The study found that:
► The group with had lower olfactory scores than the control group.
► The Alzheimer's Disease patients with the worst loss smell function showed more pronounced loss of cognition and higher levels of symptomatic illness.
► There was evidence of an association between the loss of olfactory function and the severity of Alzheimer's Disease functions.
Another study suggested that people aged from 41-85 years old who had lost their sense of smell had about a 50 percent risk of developing Alzheimer's disease later in life. However several other studies were inconclusive.
These studies suggested that the decline in the sense of smell may be an early warning sign of the onset of dementia and Alzheimer's disease or increase risk of future development of dementia.
Development of a Simple Test for the Impairment of the Sense of Smell
The steps required are:
► About one tablespoon of peanut butter was placed in a tiny jar with a lid.
► The patient was asked to close his or her mouth and eyes and to block one nostril.
► The person doing the test then opened the peanut butter jar near the person's open nostril.
► The patient was asked to breath normally.
► The jar was them moved further away along the ruler one centimeter at a time.
► The patient was asked to say when they could no longer smell the peanut butter when breathing normally.
► The test was repeated for the other nostril, with the first nostril closed.

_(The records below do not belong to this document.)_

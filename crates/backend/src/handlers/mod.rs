pub mod diagnostics;
pub mod error_report;
use axum::{
    extract::{Query, State},
    Json,
};
use contracts::system::routes::{
    NavigationItem, RouteAccessResponse, RouteDefinition, RouteQuery, RouteValidationResponse,
    ValidateAllRoutesResponse,
};

use crate::shared::state::AppState;
use crate::system::auth::extractor::Caller;

/// GET /api/system/routes
pub async fn list(State(state): State<AppState>) -> Json<Vec<RouteDefinition>> {
    Json(
        state
            .registry
            .routes()
            .iter()
            .map(|r| r.to_definition())
            .collect(),
    )
}

/// GET /api/system/routes/validate?path=/business&role=admin
pub async fn validate(
    State(state): State<AppState>,
    Caller(caller): Caller,
    Query(query): Query<RouteQuery>,
) -> Json<RouteValidationResponse> {
    let validation = state.registry.validate_route(&query.path, &caller);
    Json(validation.into_response(&query.path))
}

/// GET /api/system/routes/validate-all?role=admin
pub async fn validate_all(
    State(state): State<AppState>,
    Caller(caller): Caller,
) -> Json<ValidateAllRoutesResponse> {
    let summary = state.registry.validate_all_routes(&caller);
    if !summary.errors.is_empty() {
        tracing::debug!(
            role = caller.role().unwrap_or("-"),
            valid = summary.valid_routes,
            total = summary.total_routes,
            "route table has issues for caller"
        );
    }
    Json(summary)
}

/// GET /api/system/routes/menu?role=manager
pub async fn menu(
    State(state): State<AppState>,
    Caller(caller): Caller,
) -> Json<Vec<NavigationItem>> {
    Json(state.registry.navigation_menu(caller.role()))
}

/// GET /api/system/routes/access?path=/branch/7&role=manager
pub async fn access(
    State(state): State<AppState>,
    Caller(caller): Caller,
    Query(query): Query<RouteQuery>,
) -> Json<RouteAccessResponse> {
    Json(RouteAccessResponse {
        allowed: state.registry.can_access_route(&query.path, &caller),
        path: query.path,
    })
}
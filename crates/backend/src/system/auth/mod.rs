pub mod extractor;
pub mod middleware;
pub mod session;
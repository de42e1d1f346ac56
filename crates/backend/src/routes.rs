use axum::{
    http::{header, Method},
    middleware,
    routing::{get, post},
    Router,
};
use tower_http::cors::{Any, CorsLayer};
use tower_http::services::ServeDir;

use crate::shared::state::AppState;
use crate::system::auth::middleware::guard_navigation;
use crate::system::middleware::request_logger::request_logger;
use crate::{handlers, system};

/// Конфигурация всех роутов приложения
pub fn configure_routes(state: AppState) -> Router {
    let cors = CorsLayer::new()
        .allow_origin(Any)
        .allow_methods([Method::GET, Method::POST, Method::DELETE, Method::OPTIONS])
        .allow_headers([header::CONTENT_TYPE, header::ACCEPT, header::AUTHORIZATION]);

    // Навигация по страницам: проверка реестра, затем статика
    let pages = Router::new()
        .fallback_service(ServeDir::new(&state.assets_dir))
        .layer(middleware::from_fn_with_state(
            state.clone(),
            guard_navigation,
        ));

    Router::new()
        .route("/health", get(|| async { "ok" }))
        // ========================================
        // ROUTE REGISTRY
        // ========================================
        .route("/api/system/routes", get(system::handlers::routes::list))
        .route(
            "/api/system/routes/validate",
            get(system::handlers::routes::validate),
        )
        .route(
            "/api/system/routes/validate-all",
            get(system::handlers::routes::validate_all),
        )
        .route(
            "/api/system/routes/menu",
            get(system::handlers::routes::menu),
        )
        .route(
            "/api/system/routes/access",
            get(system::handlers::routes::access),
        )
        // ========================================
        // DIAGNOSTICS
        // ========================================
        .route(
            "/api/diagnostics/errors",
            get(handlers::diagnostics::list_all).delete(handlers::diagnostics::clear_all),
        )
        .route(
            "/api/diagnostics/probe/endpoint",
            post(handlers::diagnostics::probe_endpoint),
        )
        .route(
            "/api/diagnostics/probe/image",
            post(handlers::diagnostics::probe_image),
        )
        .route("/api/error-report", post(handlers::error_report::create))
        // ========================================
        // GATEWAY
        // ========================================
        .route("/api/v1/me", get(system::handlers::me::current_user))
        .fallback_service(pages)
        .layer(middleware::from_fn(request_logger))
        .layer(cors)
        .with_state(state)
}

When the tested were repeated for groups of subjects with and without Alzheimer's disease a startling pattern appeared.
Patients in the early stages of the onset of Alzheimer's disease showed major differences in detecting odors with their left and right nostril.
The left nostril showed impaired sense of smell. In terms of the ruler measurements, patients could not smell the peanut butter 10cm closer to the nostril than with the right nostril.
This difference was not shown for the group of subjects with no signs of Alzheimer's disease.
Also about half of the group of patients with showed mild mild cognitive impairment showed loss of smell in the left nostril.
Mild cognitive impairment is regarded as an early warning sign of the risks of developing Alzheimer's disease.
Definitive follow up studies are needed to confirm that the loss of smell in the left nostril may be an early warning sign of the risks of dementia and Alzheimer's disease. the advantage of this test are obvious - it is simple and easy to do with minimal costs and training involved.